感染症治療薬の研究・開発には公的支援が必要

製薬大手、抗菌薬から撤退相次ぐ 開発費高騰も少ない承認件数
以下は、記事の抜粋です。


スイスの製薬大手ノバルティスが今年7月、感染症治療薬の研究・開発から撤退する方針を発表した。薬剤耐性菌の急増にもかかわらず、製薬大手が抗菌薬の研究・開発を断念する背景には、費用対効果の問題がついてまわる。抗菌薬の開発費は高騰が続く一方で承認件数が少ない。市場に投入されても、売り上げは抗がん剤や慢性病治療薬とは比べものにならない。

2000年以降昨年までに承認された抗菌薬16件のうち、1億ドル以上の年間売上高を達成したのは5件しかない。数十億ドルを稼ぎ出す抗がん剤の新薬に比べ微々たるものだ。
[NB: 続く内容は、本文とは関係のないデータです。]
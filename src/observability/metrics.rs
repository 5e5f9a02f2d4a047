//! Metrics collection and exposition.
//!
//! # Responsibilities
//! - Define routing metrics (requests, latency, cache, throttling)
//! - Expose Prometheus-compatible metrics endpoint
//!
//! # Metrics
//! - `route_dispatch_requests_total` (counter): requests by method, outcome
//! - `route_dispatch_duration_seconds` (histogram): latency distribution
//! - `route_cache_events_total` (counter): hit, miss, rebuild, flush, write_failed
//! - `route_dispatch_throttled_total` (counter): throttled requests by route
//! - `route_dispatch_reloads_total` (counter): router reloads by result
//! - `route_dispatch_panics_total` (counter): requests that panicked
//!
//! # Design Decisions
//! - Recording is a no-op until an exporter is installed
//! - Label values are bounded: outcomes and cache events are fixed strings,
//!   and methods outside the standard set are recorded as `OTHER`

use std::net::SocketAddr;
use std::time::Instant;

use metrics_exporter_prometheus::PrometheusBuilder;

/// Install the Prometheus exporter with its own HTTP listener.
/// Must run inside a Tokio runtime.
pub fn init_metrics(addr: SocketAddr) {
    match PrometheusBuilder::new().with_http_listener(addr).install() {
        Ok(()) => tracing::info!(address = %addr, "Metrics exporter listening"),
        Err(e) => tracing::error!(address = %addr, error = %e, "Failed to install metrics exporter"),
    }
}

/// Metric label for a request method.
pub fn method_label(method: &str) -> &'static str {
    match method.to_ascii_uppercase().as_str() {
        "GET" => "GET",
        "HEAD" => "HEAD",
        "POST" => "POST",
        "PUT" => "PUT",
        "PATCH" => "PATCH",
        "DELETE" => "DELETE",
        "OPTIONS" => "OPTIONS",
        "CONNECT" => "CONNECT",
        "TRACE" => "TRACE",
        _ => "OTHER",
    }
}

/// Record one handled request. `outcome` is one of `ok`, `not_found`,
/// `method_not_allowed`, `bad_request`, `error`.
pub fn record_request(method: &str, outcome: &'static str, start_time: Instant) {
    ::metrics::counter!(
        "route_dispatch_requests_total",
        "method" => method_label(method),
        "outcome" => outcome
    )
    .increment(1);
    ::metrics::histogram!("route_dispatch_duration_seconds", "outcome" => outcome)
        .record(start_time.elapsed().as_secs_f64());
}

pub fn record_cache_event(event: &'static str) {
    ::metrics::counter!("route_cache_events_total", "event" => event).increment(1);
}

pub fn record_throttled(route: &str) {
    ::metrics::counter!("route_dispatch_throttled_total", "route" => route.to_string()).increment(1);
}

pub fn record_reload(result: &'static str) {
    ::metrics::counter!("route_dispatch_reloads_total", "result" => result).increment(1);
}

pub fn record_panic() {
    ::metrics::counter!("route_dispatch_panics_total").increment(1);
}

#[cfg(test)]
mod tests {
    use super::*;

    #[test]
    fn test_method_label_is_bounded() {
        assert_eq!(method_label("GET"), "GET");
        assert_eq!(method_label("delete"), "DELETE");
        assert_eq!(method_label("PURGE"), "OTHER");
        assert_eq!(method_label("X-CUSTOM-1234"), "OTHER");
    }
}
最も高額な抗菌薬は1日当たりおよそ1000ドル。処方期間は数日か数週間で、数カ月や数年単位で処方される抗がん剤や慢性病治療薬に比べ売り上げはしれている。巨額開発費の回収が難しい抗菌薬で、公的支援による研究開発を促そうとしても効果は上がっていない。

かつて抗菌薬で業界のリーダー格だったアストラゼネカは2年前に抗菌薬事業から手を引いた。米アレルガンは5月に撤退を表明。仏サノフィは提携先の会社に部門を移管、米メディシンズは事業を売却した。最大手の英グラクソ・スミスクラインですら、一部資産の見直しを表明。「抗菌薬の新たな研究・開発を奨励し、それに報いる有意義な方法」の必要性を訴える。

独エボテックのランサラーCEOは、「長期的な公的支援なしに感染症治療薬事業は成り立たない。大規模製薬会社が感染症治療の超大型新薬の開発でしのぎを削るのはナンセンス」と述べ、共同開発で売り上げ2億ユーロの医薬品が実現すれば事業モデルは成り立つと話す。

同社のように規模が比較的小さなバイオ医薬品会社が大手に代わって抗菌薬の開発に参入している。だが「薬剤耐性菌が新薬をはるかに上回る速度で発現している」状況下で、各国政府は危機感を募らせる。生命を脅かす感染症治療には「耐性菌」対策がつきまとう。

英国のリポートによると、50年までに薬剤耐性菌による死亡者数は年間1000万人に上る見通しだ。インドでは6万人の新生児が毎年、スーパー耐性菌で命を落としている。


製薬という事業もビジネスとしてやっている企業にしてみれば、ヒトや社会に必要な医薬品も儲けにつながらなければ撤退するのは当然です。上の記事をみて、一度飲んだら死ぬまで飲むような降圧薬や高脂血症治療薬と比べると、治癒したら飲まないで良い感染症治療薬は儲けにつながらないことが良くわかりました。製薬会社が撤退するのも良くわかりました。

しかし、病原菌によって重症化、あるいは死に至るのを防ぐ薬が非常に重要であるというのは、最近始まったNHKの朝ドラで咲さんが結核で亡くなったのをみても明らかです。

感染症治療は、免疫力の低下した高齢者が増える今後こそ重要です。特に、平均寿命を超えて生きるヒトにとっては、真菌など若いヒトには感染しなかった菌の感染も脅威です。

儲かる薬の研究・開発は企業に任せて、政府は大学などでの感染症研究への公的支援をもっともっと増やすべきだと思います。